What the testing showed
The figures below come from Project Farm, who bought 8 portable, cordless tire inflators and timed each one filling a tire across a range of pressures. The full breakdown is on the 8-inflator portable tire inflator comparison. A separate, larger 18-inflator test that includes both cordless and plug-in models is on the full tire inflator head-to-head, which is cited below for extra context. Every number here traces to one of those two videos.

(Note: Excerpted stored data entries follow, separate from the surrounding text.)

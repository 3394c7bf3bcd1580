pub struct TrainConfig {
    pub learning_rate: f32,
    pub batch_size: usize,
    pub lambd: f32,
    pub num_epochs: usize,
    pub device: candle_core::Device,
    pub verbose: bool,
    pub show_progress: bool,
}

impl TrainConfig {
    pub fn new(learning_rate: f32, batch_size: usize, lambd: f32) -> Self {
        Self {
            learning_rate,
            batch_size,
            lambd,
            num_epochs: 1,
            device: candle_core::Device::Cpu,
            verbose: false,
            show_progress: false,
        }
    }
}
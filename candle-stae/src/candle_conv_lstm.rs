use crate::candle_param_store::{xavier_conv2d, ParamBuilder, ParamRole};
use candle_core::{DType, Device, Result, Tensor};
use candle_nn::{ops, Init};

/// Hidden and cell state of one recurrent layer (n x filters x h x w)
#[derive(Clone, Debug)]
pub struct ConvLstmState {
    pub hidden: Tensor,
    pub cell: Tensor,
}

/// Convolutional LSTM cell.
///
/// The four gates (input, forget, output, candidate) come out of a
/// single same-padded convolution over `[x, h]`, so the kernel has
/// `4 * num_filters` output channels.
#[derive(Clone, Debug)]
pub struct ConvLstmCell {
    layer_id: usize,
    in_channels: usize,
    num_filters: usize,
    kernel: usize,
    weight: Tensor,
    bias: Tensor,
}

impl ConvLstmCell {
    /// Will create `weight` and `bias` under `pb`; callers give each
    /// layer its own prefix so no weights are shared
    ///
    /// * `layer_id` - position of this cell in its stack
    /// * `in_channels` - depth of the input feature map
    /// * `num_filters` - depth of the hidden and cell state
    /// * `kernel` - odd filter size
    pub fn new(
        layer_id: usize,
        in_channels: usize,
        num_filters: usize,
        kernel: usize,
        pb: ParamBuilder,
    ) -> Result<Self> {
        if kernel % 2 == 0 {
            candle_core::bail!("conv lstm kernel must be odd, got {}", kernel);
        }
        let fan_in = in_channels + num_filters;
        let weight = pb.get(
            (4 * num_filters, fan_in, kernel, kernel),
            "weight",
            xavier_conv2d(kernel, fan_in, 4 * num_filters),
            ParamRole::Kernel,
        )?;
        let bias = pb.get(4 * num_filters, "bias", Init::Const(0.), ParamRole::Bias)?;

        Ok(Self {
            layer_id,
            in_channels,
            num_filters,
            kernel,
            weight,
            bias,
        })
    }

    pub fn layer_id(&self) -> usize {
        self.layer_id
    }

    pub fn in_channels(&self) -> usize {
        self.in_channels
    }

    pub fn num_filters(&self) -> usize {
        self.num_filters
    }

    pub fn zero_state(
        &self,
        batch: usize,
        extent: (usize, usize),
        dtype: DType,
        device: &Device,
    ) -> Result<ConvLstmState> {
        let shape = (batch, self.num_filters, extent.0, extent.1);
        Ok(ConvLstmState {
            hidden: Tensor::zeros(shape, dtype, device)?,
            cell: Tensor::zeros(shape, dtype, device)?,
        })
    }

    /// One time step
    ///
    /// c' = σ(f) ⊙ c + σ(i) ⊙ tanh(g)
    /// h' = σ(o) ⊙ tanh(c')
    ///
    /// * `x_nchw` - input feature map
    /// * `state` - previous hidden and cell state, same extent as `x_nchw`
    pub fn step(&self, x_nchw: &Tensor, state: &ConvLstmState) -> Result<ConvLstmState> {
        let (_, c, _, _) = x_nchw.dims4()?;
        if c != self.in_channels {
            candle_core::bail!(
                "conv lstm layer {} expects {} channels, got {}",
                self.layer_id,
                self.in_channels,
                c
            );
        }

        let xh = Tensor::cat(&[x_nchw, &state.hidden], 1)?;
        let gates = xh
            .conv2d(&self.weight, self.kernel / 2, 1, 1, 1)?
            .broadcast_add(&self.bias.reshape((1, 4 * self.num_filters, 1, 1))?)?;

        let gates = gates.chunk(4, 1)?;
        let input_gate = ops::sigmoid(&gates[0])?;
        let forget_gate = ops::sigmoid(&gates[1])?;
        let output_gate = ops::sigmoid(&gates[2])?;
        let candidate = gates[3].tanh()?;

        let cell = forget_gate
            .mul(&state.cell)?
            .add(&input_gate.mul(&candidate)?)?;
        let hidden = output_gate.mul(&cell.tanh()?)?;

        Ok(ConvLstmState { hidden, cell })
    }
}
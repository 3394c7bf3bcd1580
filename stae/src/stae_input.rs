use crate::common::*;
use clap::ValueEnum;

#[derive(ValueEnum, Clone, Debug, PartialEq)]
#[clap(rename_all = "lowercase")]
pub enum ComputeDevice {
    Cpu,
    Cuda,
    Metal,
}

pub fn make_device(device: &ComputeDevice, device_no: usize) -> anyhow::Result<candle_core::Device> {
    Ok(match device {
        ComputeDevice::Metal => candle_core::Device::new_metal(device_no)?,
        ComputeDevice::Cuda => candle_core::Device::new_cuda(device_no)?,
        _ => candle_core::Device::Cpu,
    })
}

pub fn init_logger(verbose: bool) {
    if verbose {
        std::env::set_var("RUST_LOG", "info");
    }
    env_logger::init();
}

/// Read volumes for a model configured by `config`
///
/// * `data_file` - `.npy` frames (F, H, W[, 1]) or volumes (N, T, H, W, 1)
/// * `stride` - offset between sliding windows over frames
pub fn read_volume_data(
    data_file: &str,
    config: &StaeConfig,
    stride: usize,
) -> anyhow::Result<VolumeData> {
    let data = VolumeData::from_npy(Path::new(data_file), config.tvol, stride)?;
    let expected = [config.height, config.width, config.channels];
    if data.tvol() != config.tvol || data.frame_dims() != expected {
        anyhow::bail!(
            "{}: volumes of {} x {:?} do not fit the model's {} x {:?}",
            data_file,
            data.tvol(),
            data.frame_dims(),
            config.tvol,
            expected
        );
    }
    info!(
        "Read {} volumes of {} frames (stride {}) from {}",
        data.num_volumes(),
        data.tvol(),
        data.stride(),
        data_file
    );
    Ok(data)
}
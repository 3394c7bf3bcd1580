use crate::candle_model_config::{StaeConfig, CONFIG_FILE, MODEL_FILE};
use crate::candle_optimizer::Adam;
use crate::candle_param_store::ParamStore;
use candle_core::Tensor;
use log::info;
use std::collections::HashMap;
use std::path::{Path, PathBuf};

const PARAM_PREFIX: &str = "param.";

pub fn model_file(dir: &Path) -> PathBuf {
    dir.join(MODEL_FILE)
}

pub fn config_file(dir: &Path) -> PathBuf {
    dir.join(CONFIG_FILE)
}

/// Write parameters, batch-norm statistics and optimizer state to
/// `{dir}/model.safetensors`, and the architecture to `{dir}/config.json`
pub fn save_checkpoint(
    dir: &Path,
    params: &ParamStore,
    optimizer: &Adam,
    config: &StaeConfig,
) -> anyhow::Result<PathBuf> {
    std::fs::create_dir_all(dir)
        .map_err(|e| anyhow::anyhow!("failed to create {}: {}", dir.display(), e))?;

    let mut tensors: HashMap<String, Tensor> = HashMap::new();
    for p in params.named_params()? {
        tensors.insert(
            format!("{}{}", PARAM_PREFIX, p.name),
            p.var.as_tensor().clone(),
        );
    }
    for (name, t) in optimizer.state_tensors(params.device())? {
        tensors.insert(name, t);
    }

    let file = model_file(dir);
    candle_core::safetensors::save(&tensors, &file)?;
    config.to_json(&config_file(dir))?;

    info!("saved {} tensors to {}", tensors.len(), file.display());
    Ok(file)
}

/// Overwrite every parameter and the optimizer state from
/// `{dir}/model.safetensors`.
///
/// `{dir}/config.json` must describe the same model as `config`, and
/// all entries are checked against the live model before anything is
/// written; a missing or mismatched entry is an error.
pub fn restore_checkpoint(
    dir: &Path,
    params: &ParamStore,
    optimizer: &mut Adam,
    config: &StaeConfig,
) -> anyhow::Result<()> {
    let file = model_file(dir);
    if !file.exists() {
        anyhow::bail!("no checkpoint at {}", file.display());
    }

    // tvol and frame size leave parameter shapes unchanged
    let saved = StaeConfig::from_json(&config_file(dir))?;
    if saved != *config {
        anyhow::bail!(
            "checkpoint {} was saved for {:?}, model is {:?}",
            dir.display(),
            saved,
            config
        );
    }
    let tensors = candle_core::safetensors::load(&file, params.device())?;

    let named = params.named_params()?;
    for p in named.iter() {
        let key = format!("{}{}", PARAM_PREFIX, p.name);
        let t = tensors
            .get(&key)
            .ok_or_else(|| anyhow::anyhow!("checkpoint {} lacks {}", file.display(), key))?;
        if t.dims() != p.var.as_tensor().dims() {
            anyhow::bail!(
                "checkpoint {} has {:?} for {}, model expects {:?}",
                file.display(),
                t.dims(),
                key,
                p.var.as_tensor().dims()
            );
        }
    }
    optimizer.check_state(&tensors)?;

    for p in named.iter() {
        let key = format!("{}{}", PARAM_PREFIX, p.name);
        if let Some(t) = tensors.get(&key) {
            p.var.set(&t.to_dtype(params.dtype())?)?;
        }
    }
    optimizer.load_state(&tensors)?;

    info!("restored {} parameters from {}", named.len(), file.display());
    Ok(())
}
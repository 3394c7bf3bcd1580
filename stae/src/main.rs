mod common;
mod fit_volume;
mod score_volume;
mod stae_input;

use clap::{Parser, Subcommand};
use common::info;
use fit_volume::*;
use score_volume::*;

#[derive(Parser, Debug)]
#[command(
    version,
    about = "STAE",
    long_about = "Spatio-Temporal AutoEncoder for abnormal event detection in video\n\
		  Frames or volumes are read from `.npy` files. \n\
		  Reconstruction error per frame is the anomaly signal."
)]
struct Cli {
    #[command(subcommand)]
    commands: Commands,
}

#[derive(Subcommand, Debug)]
enum Commands {
    #[command(
        about = "Train a spatio-temporal autoencoder on regular video",
        long_about = "Train the autoencoder in the three stages: \n\
		      (1) Cut frames into sliding volumes of T frames\n\
		      (2) Minimize reconstruction + L2 loss with Adam\n\
		      (3) Checkpoint parameters and optimizer state.\n"
    )]
    Train(TrainArgs),

    #[command(
        about = "Score frames by reconstruction error",
        long_about = "Compute per-frame reconstruction errors of a trained model\n\
		      and the regularity score 1 - (e - min) / (max - min).\n\
		      Low regularity marks abnormal frames.\n"
    )]
    Score(ScoreArgs),

    /// reconstruct volumes with a trained model
    Reconstruct(ReconstructArgs),
}

fn main() -> anyhow::Result<()> {
    let cli = Cli::parse();

    match &cli.commands {
        Commands::Train(args) => {
            fit_volume_model(args)?;
        }
        Commands::Score(args) => {
            score_volumes(args)?;
        }
        Commands::Reconstruct(args) => {
            reconstruct_volumes(args)?;
        }
    }

    info!("Done");
    Ok(())
}
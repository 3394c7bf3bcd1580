use serde::{Deserialize, Serialize};
use std::path::Path;

pub const NCHANNELS: usize = 1;
pub const HEIGHT: usize = 227;
pub const WIDTH: usize = 227;

pub const CONV1: usize = 64;
pub const CONV2: usize = 64;
pub const CONV3: usize = 64;
pub const CONV4: usize = 32;
pub const CLSTM1: usize = 32;
pub const CLSTM2: usize = 32;
pub const CLSTM3: usize = 32;
pub const DECONV1: usize = NCHANNELS;

pub const MODEL_FILE: &str = "model.safetensors";
pub const CONFIG_FILE: &str = "config.json";

/// kernel size, stride and output depth of a valid-padded convolution
#[derive(Clone, Copy, Debug, PartialEq, Eq, Serialize, Deserialize)]
pub struct ConvStageConfig {
    pub kernel: usize,
    pub stride: usize,
    pub out_channels: usize,
}

impl ConvStageConfig {
    pub const fn new(kernel: usize, stride: usize, out_channels: usize) -> Self {
        Self {
            kernel,
            stride,
            out_channels,
        }
    }
}

/// Model architecture; every module is built from this
#[derive(Clone, Debug, PartialEq, Serialize, Deserialize)]
pub struct StaeConfig {
    /// number of frames in a volume
    pub tvol: usize,
    pub height: usize,
    pub width: usize,
    pub channels: usize,
    pub encoder: Vec<ConvStageConfig>,
    pub lstm_filters: Vec<usize>,
    pub lstm_kernel: usize,
    pub decoder_kernel: usize,
    pub bn_eps: f64,
    pub bn_decay: f64,
}

impl StaeConfig {
    /// The fixed 227 x 227 grayscale architecture for `tvol` frames
    pub fn new(tvol: usize) -> Self {
        Self {
            tvol,
            height: HEIGHT,
            width: WIDTH,
            channels: NCHANNELS,
            encoder: vec![
                ConvStageConfig::new(7, 2, CONV1),
                ConvStageConfig::new(5, 2, CONV2),
                ConvStageConfig::new(3, 1, CONV3),
                ConvStageConfig::new(3, 1, CONV4),
            ],
            lstm_filters: vec![CLSTM1, CLSTM2, CLSTM3],
            lstm_kernel: 3,
            decoder_kernel: 3,
            bn_eps: 1e-3,
            bn_decay: 0.999,
        }
    }

    pub fn with_frame_size(mut self, height: usize, width: usize) -> Self {
        self.height = height;
        self.width = width;
        self
    }

    /// depth of the encoder output
    pub fn encoder_channels(&self) -> usize {
        self.encoder
            .last()
            .map(|s| s.out_channels)
            .unwrap_or(self.channels)
    }

    /// depth of the top recurrent layer
    pub fn temporal_channels(&self) -> usize {
        self.lstm_filters
            .last()
            .copied()
            .unwrap_or_else(|| self.encoder_channels())
    }

    /// Spatial extent after the encoder, `(n - k) / s + 1` per stage
    pub fn encoder_extent(&self) -> candle_core::Result<(usize, usize)> {
        let mut h = self.height;
        let mut w = self.width;
        for (j, stage) in self.encoder.iter().enumerate() {
            if stage.kernel > h || stage.kernel > w {
                candle_core::bail!(
                    "encoder stage {} ({}x{}) does not fit a {}x{} map",
                    j,
                    stage.kernel,
                    stage.kernel,
                    h,
                    w
                );
            }
            h = (h - stage.kernel) / stage.stride + 1;
            w = (w - stage.kernel) / stage.stride + 1;
        }
        Ok((h, w))
    }

    pub fn validate(&self) -> candle_core::Result<()> {
        if self.tvol == 0 {
            candle_core::bail!("tvol must be positive");
        }
        if self.channels == 0 || self.height == 0 || self.width == 0 {
            candle_core::bail!(
                "empty frame shape {}x{}x{}",
                self.height,
                self.width,
                self.channels
            );
        }
        if self.encoder.iter().any(|s| s.stride == 0 || s.kernel == 0) {
            candle_core::bail!("encoder stages need positive kernel and stride");
        }
        if self.lstm_filters.is_empty() {
            candle_core::bail!("at least one recurrent layer is required");
        }
        if self.lstm_kernel % 2 == 0 || self.decoder_kernel % 2 == 0 {
            candle_core::bail!("same-padded kernels must have odd size");
        }
        if !(0.0..1.0).contains(&self.bn_decay) {
            candle_core::bail!("batch norm decay {} not in [0, 1)", self.bn_decay);
        }
        self.encoder_extent()?;
        Ok(())
    }

    pub fn to_json(&self, path: &Path) -> anyhow::Result<()> {
        let file = std::fs::File::create(path)?;
        serde_json::to_writer_pretty(file, self)?;
        Ok(())
    }

    pub fn from_json(path: &Path) -> anyhow::Result<Self> {
        let file = std::fs::File::open(path)
            .map_err(|e| anyhow::anyhow!("failed to open {}: {}", path.display(), e))?;
        let config: Self = serde_json::from_reader(std::io::BufReader::new(file))?;
        config.validate()?;
        Ok(config)
    }
}

#[cfg(test)]
mod tests {
    use super::*;

    #[test]
    fn test_default_extent() -> candle_core::Result<()> {
        let config = StaeConfig::new(10);
        config.validate()?;
        // 227 -> 111 -> 54 -> 52 -> 50
        assert_eq!(config.encoder_extent()?, (50, 50));
        assert_eq!(config.encoder_channels(), 32);
        assert_eq!(config.temporal_channels(), 32);
        Ok(())
    }

    #[test]
    fn test_small_frames() -> candle_core::Result<()> {
        let config = StaeConfig::new(4).with_frame_size(45, 45);
        // 45 -> 20 -> 8 -> 6 -> 4
        assert_eq!(config.encoder_extent()?, (4, 4));
        Ok(())
    }

    #[test]
    fn test_collapsing_frames_are_rejected() {
        let config = StaeConfig::new(4).with_frame_size(16, 16);
        assert!(config.validate().is_err());
        assert!(StaeConfig::new(0).validate().is_err());
    }

    #[test]
    fn test_json_round_trip() -> anyhow::Result<()> {
        let dir = tempfile::tempdir()?;
        let path = dir.path().join(CONFIG_FILE);
        let config = StaeConfig::new(8).with_frame_size(64, 48);
        config.to_json(&path)?;
        assert_eq!(StaeConfig::from_json(&path)?, config);
        Ok(())
    }
}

The portable lineup covered Milwaukee's M12 Compact Inflator, a Harbor Freight Pittsburgh unit, Ryobi's One+ 18V inflator, DeWalt, Bauer, a Wyostuff foot pump, Air Hawk Pro, and Avid Power's 20V cordless model.
Milwaukee wins low pressure, DeWalt takes over above 40 PSI
The test's own conclusion draws a clean line at 40 PSI. Below that threshold, the Milwaukee M12 Compact Inflator is, in the test's words, "the best pump for tires under 40 PSI because it inflates very quickly." Above 40 PSI, the Milwaukee "runs out of legs pretty fast," and the DeWalt becomes the better choice, described as "the best pump for over 40 PSI."
That distinction matters more than it sounds. Most passenger car tires run 30 to 35 PSI, squarely in the Milwaukee's strong zone, but truck tires, some SUVs, and anything towing regularly need pressures well above 40 PSI, where the test found the DeWalt pulling ahead.
No single inflator was declared the outright winner
The 8-inflator portable test did not name one overall winner across every category, reflecting the reality that low-pressure and high-pressure performance did not come from the same tool. That is a more useful, more honest result than a forced single pick would have been.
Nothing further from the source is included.